Quel âge avez-vous ? J’avoue atteindre bientôt les soixante ans. Bel âge, me direz-vous. Non ? Peu importe.
Être né dans les années soixante m’a permis de vivre mon enfance dans les années soixante-dix avec des parents de la classe moyenne, qui avait encore les moyens de se payer des vacances en caravane au bord de la mer.
Une fois dans l’eau, munis d’une chambre à air de tracteur et entourés de quelques copains, nous passions les meilleurs moments de notre vie. Et tant que les plages sont encore gratuites, ça ne coûte rien aux parents.
Le séjour estival se ponctuait de quelques dépenses prévues, une sortie au cinéma de plein air, quelques pizzas, des glaces. Certaines années, il restait de l’argent en fin de séjour alors c’était « Restaurant ».
Ma mère n’oubliait jamais notre instruction. Nous visitions alors les monuments, châteaux, églises, tous les sites incontournables de la région de notre villégiature.
Quant à mon père, il préférait les jeux de baignade, les jeux de cartes et le mini-golf.
Récemment, ce jeu a ressurgi dans mon existence dans la ville où je réside : Perpignan.
Je fus d’abord surpris d’y voir aménagé, au centre-ville, un mini-golf.
Que venait faire ici, ce jeu attaché aux lieux de vacances, aux campings, aux plages des stations balnéaires ?
Curieux, j’effectuai quelques recherches qui me permirent de comprendre que le mini-golf avait été l’espace autorisé par les mâles blancs dominants du XXᵉ siècle, aux femmes puis aux personnes ségrégées par des politiques racistes, qu’ils ne souhaitaient pas voir arpenter leur green sacré.
Le jeu, peu coûteux, a permis aux classes pauvres de tenir un club en main et de putter dans un environnement ludique et kitsch .
Mais il n’était plus pour moi qu’un vestige sur polaroïd perdu dans un album de photos quand je vis les travaux de construction dans le square Bir Hakeim.
Quelle mouche a bien pu piquer, en 2025, la municipalité de Perpignan pour investir 600 000 € dans un mini-golf ?
Son maire, né en 1969, partage-t-il avec moi le souvenir attendri d’un père en maillot de bain et espadrilles, réussissant un birdie au trou n° 7 du moulin à vent, sous l’œil admiratif d’un nain en plâtre ? Peut-être…

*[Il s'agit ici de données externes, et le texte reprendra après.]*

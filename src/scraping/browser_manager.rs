//! Native browser management using `chromiumoxide`.
//!
//! This module owns:
//! * Finding a usable browser executable (Chrome → Chromium → Brave, cross-platform).
//! * Building a headless `BrowserConfig` with stealth defaults.
//! * [`ChromeLauncher`] — launches **one fresh browser process per scrape attempt**.
//!   Sessions are never pooled: a prior query's cookies or history must not leak
//!   into the next lookup.
//! * [`ChromeSession`] — the live process; torn down by [`PortalSession::close`]
//!   or, on any other exit path (cancellation, panic), by `Drop`.
//!
//! Everything above this module talks to the [`PortalSession`] /
//! [`SessionLauncher`] traits, so the form and extraction steps run unchanged
//! against an in-memory fake in tests.

use async_trait::async_trait;
use chromiumoxide::browser::BrowserConfig;
use chromiumoxide::handler::viewport::Viewport;
use chromiumoxide::{Browser, Page};
use futures::StreamExt;
use rand::seq::IndexedRandom;
use std::path::Path;
use std::time::Duration;
use tokio::task::JoinHandle;
use tracing::{debug, info, warn};

use crate::core::config::BrowserSettings;
use crate::core::error::SessionError;

/// Upper bound for a single CDP round-trip (click, type, content read).
const CDP_CALL_TIMEOUT: Duration = Duration::from_secs(15);
/// Launching Chromium on a cold machine can be slow, but never this slow.
const LAUNCH_TIMEOUT: Duration = Duration::from_secs(30);

// ── Capability interface ─────────────────────────────────────────────────────

/// A live, isolated browser tab driven on behalf of exactly one lookup.
///
/// Callers bound each call with their own timeout; implementations must keep
/// working after a call future is dropped mid-flight, at least far enough to
/// `close`.
#[async_trait]
pub trait PortalSession: Send {
    /// Load `url` and return once the document has loaded.
    async fn navigate(&mut self, url: &str) -> Result<(), SessionError>;

    /// `true` as soon as `selector` matches an element; `false` if it did not
    /// appear within `timeout`.
    async fn wait_for(&mut self, selector: &str, timeout: Duration) -> Result<bool, SessionError>;

    /// Clear the input matched by `selector` and type `text` into it.
    async fn fill(&mut self, selector: &str, text: &str) -> Result<(), SessionError>;

    async fn click(&mut self, selector: &str) -> Result<(), SessionError>;

    /// Current rendered HTML of the page.
    async fn content(&mut self) -> Result<String, SessionError>;

    /// Terminate the underlying browser process and release its resources.
    async fn close(self: Box<Self>);
}

/// Produces fresh sessions. Failure to spawn is `SessionError::Unavailable`
/// and is never retried here.
#[async_trait]
pub trait SessionLauncher: Send + Sync {
    async fn launch(&self) -> Result<Box<dyn PortalSession>, SessionError>;
}

// ── Realistic User-Agent pool ────────────────────────────────────────────────

const DESKTOP_USER_AGENTS: &[&str] = &[
    // Chrome 132 – Windows
    "Mozilla/5.0 (Windows NT 10.0; Win64; x64) AppleWebKit/537.36 (KHTML, like Gecko) Chrome/132.0.0.0 Safari/537.36",
    // Chrome 132 – macOS
    "Mozilla/5.0 (Macintosh; Intel Mac OS X 10_15_7) AppleWebKit/537.36 (KHTML, like Gecko) Chrome/132.0.0.0 Safari/537.36",
    // Chrome 131 – Linux
    "Mozilla/5.0 (X11; Linux x86_64) AppleWebKit/537.36 (KHTML, like Gecko) Chrome/131.0.0.0 Safari/537.36",
    // Edge 132 – Windows
    "Mozilla/5.0 (Windows NT 10.0; Win64; x64) AppleWebKit/537.36 (KHTML, like Gecko) Chrome/132.0.0.0 Safari/537.36 Edg/132.0.0.0",
];

/// Returns a randomly-chosen realistic desktop User-Agent string.
pub fn random_user_agent() -> &'static str {
    let mut rng = rand::rng();
    DESKTOP_USER_AGENTS
        .choose(&mut rng)
        .copied()
        .unwrap_or(DESKTOP_USER_AGENTS[0])
}

// ── Browser executable discovery ─────────────────────────────────────────────

/// Find a usable Chromium-family browser executable.
///
/// Resolution order:
/// 1. `explicit` (config file / `CHROME_EXECUTABLE`), when the path exists
/// 2. PATH lookup of the usual binary names
/// 3. OS-specific well-known install paths
pub fn find_chrome_executable(explicit: Option<&str>) -> Option<String> {
    if let Some(p) = explicit {
        if Path::new(p).exists() {
            return Some(p.to_string());
        }
    }

    for exe in [
        "google-chrome",
        "google-chrome-stable",
        "chromium",
        "chromium-browser",
        "chrome",
        "brave-browser",
    ] {
        if let Ok(full) = which::which(exe) {
            return Some(full.to_string_lossy().to_string());
        }
    }

    #[cfg(target_os = "macos")]
    {
        let candidates = [
            "/Applications/Google Chrome.app/Contents/MacOS/Google Chrome",
            "/Applications/Chromium.app/Contents/MacOS/Chromium",
            "/Applications/Brave Browser.app/Contents/MacOS/Brave Browser",
        ];
        for c in candidates {
            if Path::new(c).exists() {
                return Some(c.to_string());
            }
        }
    }

    #[cfg(target_os = "linux")]
    {
        let candidates = [
            "/usr/bin/chromium",
            "/usr/bin/chromium-browser",
            "/usr/bin/google-chrome",
            "/usr/local/bin/chromium",
            "/snap/bin/chromium",
        ];
        for c in candidates {
            if Path::new(c).exists() {
                return Some(c.to_string());
            }
        }
    }

    #[cfg(target_os = "windows")]
    {
        let candidates = [
            r"C:\Program Files\Google\Chrome\Application\chrome.exe",
            r"C:\Program Files (x86)\Google\Chrome\Application\chrome.exe",
            r"C:\Program Files (x86)\Microsoft\Edge\Application\msedge.exe",
        ];
        for c in candidates {
            if Path::new(c).exists() {
                return Some(c.to_string());
            }
        }
    }

    None
}

// ── Headless browser config builder ──────────────────────────────────────────

/// Build a `BrowserConfig` for headless operation.
///
/// `--no-sandbox` / `--disable-dev-shm-usage` keep it running in containers;
/// `--disable-blink-features=AutomationControlled` hides `navigator.webdriver`.
pub fn build_headless_config(
    exe: &str,
    user_agent: &str,
    width: u32,
    height: u32,
) -> Result<BrowserConfig, SessionError> {
    BrowserConfig::builder()
        .chrome_executable(exe)
        .viewport(Viewport {
            width,
            height,
            device_scale_factor: Some(1.0),
            emulating_mobile: false,
            is_landscape: true,
            has_touch: false,
        })
        .window_size(width, height)
        .arg("--disable-gpu")
        .arg("--no-sandbox")
        .arg("--disable-setuid-sandbox")
        .arg("--disable-dev-shm-usage")
        .arg("--disable-extensions")
        .arg("--disable-background-networking")
        .arg("--disable-sync")
        .arg("--disable-translate")
        .arg("--disable-crash-reporter")
        .arg("--no-first-run")
        .arg("--no-default-browser-check")
        .arg("--mute-audio")
        .arg("--disable-blink-features=AutomationControlled")
        .arg(format!("--user-agent={}", user_agent))
        .build()
        .map_err(|e| SessionError::Unavailable(format!("invalid browser config: {}", e)))
}

// ── Launcher ─────────────────────────────────────────────────────────────────

/// Spawns a brand-new headless browser for every call to `launch`.
#[derive(Debug, Clone)]
pub struct ChromeLauncher {
    settings: BrowserSettings,
}

impl ChromeLauncher {
    pub fn new(settings: BrowserSettings) -> Self {
        Self { settings }
    }

    /// Resolved executable, if one is installed. Checked per launch so a
    /// browser installed after startup is picked up.
    pub fn executable(&self) -> Option<String> {
        find_chrome_executable(self.settings.executable.as_deref())
    }
}

#[async_trait]
impl SessionLauncher for ChromeLauncher {
    async fn launch(&self) -> Result<Box<dyn PortalSession>, SessionError> {
        let exe = self.executable().ok_or_else(|| {
            SessionError::Unavailable(
                "no browser found; install Chrome or Chromium, or set CHROME_EXECUTABLE".into(),
            )
        })?;
        let user_agent = self
            .settings
            .user_agent
            .clone()
            .unwrap_or_else(|| random_user_agent().to_string());

        let config = build_headless_config(&exe, &user_agent, 1920, 1080)?;

        info!("🚀 Launching headless browser ({})", exe);
        let (browser, mut handler) = tokio::time::timeout(LAUNCH_TIMEOUT, Browser::launch(config))
            .await
            .map_err(|_| SessionError::Unavailable(format!("browser launch exceeded {:?}", LAUNCH_TIMEOUT)))?
            .map_err(|e| SessionError::Unavailable(format!("failed to launch {}: {}", exe, e)))?;

        let handler_task = tokio::spawn(async move {
            while let Some(event) = handler.next().await {
                if let Err(e) = event {
                    debug!("CDP handler error: {}", e);
                }
            }
        });

        let page = tokio::time::timeout(CDP_CALL_TIMEOUT, browser.new_page("about:blank")).await;
        let mut session = ChromeSession {
            browser: Some(browser),
            page: None,
            handler_task: Some(handler_task),
        };
        match page {
            Ok(Ok(page)) => session.page = Some(page),
            Ok(Err(e)) => {
                Box::new(session).close().await;
                return Err(SessionError::Unavailable(format!("failed to open tab: {}", e)));
            }
            Err(_) => {
                Box::new(session).close().await;
                return Err(SessionError::Unavailable("timed out opening tab".into()));
            }
        }

        Ok(Box::new(session))
    }
}

// ── Session ──────────────────────────────────────────────────────────────────

/// One browser process with one tab.
pub struct ChromeSession {
    browser: Option<Browser>,
    page: Option<Page>,
    handler_task: Option<JoinHandle<()>>,
}

impl ChromeSession {
    fn page(&self) -> Result<&Page, SessionError> {
        self.page
            .as_ref()
            .ok_or_else(|| SessionError::Protocol("session has no open tab".into()))
    }

    async fn bounded<T, F>(what: &str, fut: F) -> Result<T, SessionError>
    where
        F: std::future::Future<Output = Result<T, chromiumoxide::error::CdpError>>,
    {
        match tokio::time::timeout(CDP_CALL_TIMEOUT, fut).await {
            Ok(Ok(v)) => Ok(v),
            Ok(Err(e)) => Err(SessionError::Protocol(format!("{}: {}", what, e))),
            Err(_) => Err(SessionError::Protocol(format!(
                "{} exceeded {:?}",
                what, CDP_CALL_TIMEOUT
            ))),
        }
    }
}

#[async_trait]
impl PortalSession for ChromeSession {
    async fn navigate(&mut self, url: &str) -> Result<(), SessionError> {
        let page = self.page()?;
        info!("🌐 Navigating to: {}", url);
        page.goto(url)
            .await
            .map_err(|e| SessionError::Protocol(format!("navigation failed: {}", e)))?;
        Ok(())
    }

    async fn wait_for(&mut self, selector: &str, timeout: Duration) -> Result<bool, SessionError> {
        let page = self.page()?;
        let poll = async {
            loop {
                if page.find_element(selector).await.is_ok() {
                    return;
                }
                tokio::time::sleep(Duration::from_millis(250)).await;
            }
        };
        Ok(tokio::time::timeout(timeout, poll).await.is_ok())
    }

    async fn fill(&mut self, selector: &str, text: &str) -> Result<(), SessionError> {
        let page = self.page()?;
        let element = page
            .find_element(selector)
            .await
            .map_err(|_| SessionError::ElementNotFound(selector.to_string()))?;
        Self::bounded(
            "clear input",
            element.call_js_fn("function() { this.value = ''; }", false),
        )
        .await?;
        Self::bounded("focus input", element.click()).await?;
        Self::bounded("type input", element.type_str(text)).await?;
        Ok(())
    }

    async fn click(&mut self, selector: &str) -> Result<(), SessionError> {
        let page = self.page()?;
        let element = page
            .find_element(selector)
            .await
            .map_err(|_| SessionError::ElementNotFound(selector.to_string()))?;
        Self::bounded("click", element.click()).await?;
        Ok(())
    }

    async fn content(&mut self) -> Result<String, SessionError> {
        let page = self.page()?;
        Self::bounded("read content", page.content()).await
    }

    async fn close(self: Box<Self>) {
        let mut this = self;
        drop(this.page.take());
        if let Some(mut browser) = this.browser.take() {
            if tokio::time::timeout(CDP_CALL_TIMEOUT, browser.close()).await.is_err() {
                warn!("Browser close timed out, killing process");
            }
            // Kill and reap the child so no zombie Chromium outlives the lookup.
            if let Some(Err(e)) = browser.kill().await {
                debug!("Browser kill after close: {}", e);
            }
            let _ = tokio::time::timeout(CDP_CALL_TIMEOUT, browser.wait()).await;
        }
        if let Some(task) = this.handler_task.take() {
            task.abort();
        }
        info!("🛑 Browser session closed");
    }
}

impl Drop for ChromeSession {
    fn drop(&mut self) {
        // Reached only when `close` was skipped (cancelled lookup, panic).
        // Dropping `Browser` kills its child process; the CDP handler task is
        // aborted so it does not outlive the process.
        if let Some(task) = self.handler_task.take() {
            task.abort();
        }
        if self.browser.is_some() {
            warn!("Browser session dropped without close; killing process");
        }
    }
}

Perpignanais récent, je me suis vite attaché à cette ville, belle, désuète, moyenâgeuse, faite de béton de galets et de cayrou, aux façades bourgeoises du XIXè et XXᵉ siècle usées par le vent et le soleil.
Ses rues perpendiculaires, abandonnées à la vétusté et surplombées de bâtiments délabrés abritent une population qui tient à la vie, assise dans la rue pour échapper à la promiscuité, à la chaleur et profiter de la lumière du ciel.
Quand je marche dans ses rues, un ancien m’interpelle de sa chaise pliante pour me demander une clope, un instant de bavardage ou juste un salut.
Les femmes guettent les enfants qui jouent. Les hommes échangent quelques mots en catalan, en arabe ou en français, devant quelques boutiques, épiceries, ou bureaux d’écrivains publics.
Tous tiennent le lien, résistant à une volonté sourde de les faire taire, de les faire disparaître, de ne plus les voir.
Ont-ils joué, jouent-ils, joueront-ils au mini-golf ?
Peut-être…
Nous sommes à l’été 2025, Perpignan manque de travail, de logements salubres. Des quartiers entiers sont au chômage, vivent dans la pauvreté, médicalement délaissés, dans l’illettrisme. Mais Perpignan construit un mini-golf.
Je crois que je n’irai pas jouer au mini-golf. Sans mon père, ce jeu n’a aucun intérêt, et, seul, à presque 60 ans, je m’y ennuierai.
À la fin de ma promenade, je descends de la place Cassanyes vers la médiathèque par la rue de Llucia, je traverse la place Hyacinthe Rigaud pour prendre la rue du Théâtre et déboucher place de la République.
Devant le Tabac-Presse-Loto, je me demande ce que je ferais si je gagnais 600 000 € au Loto.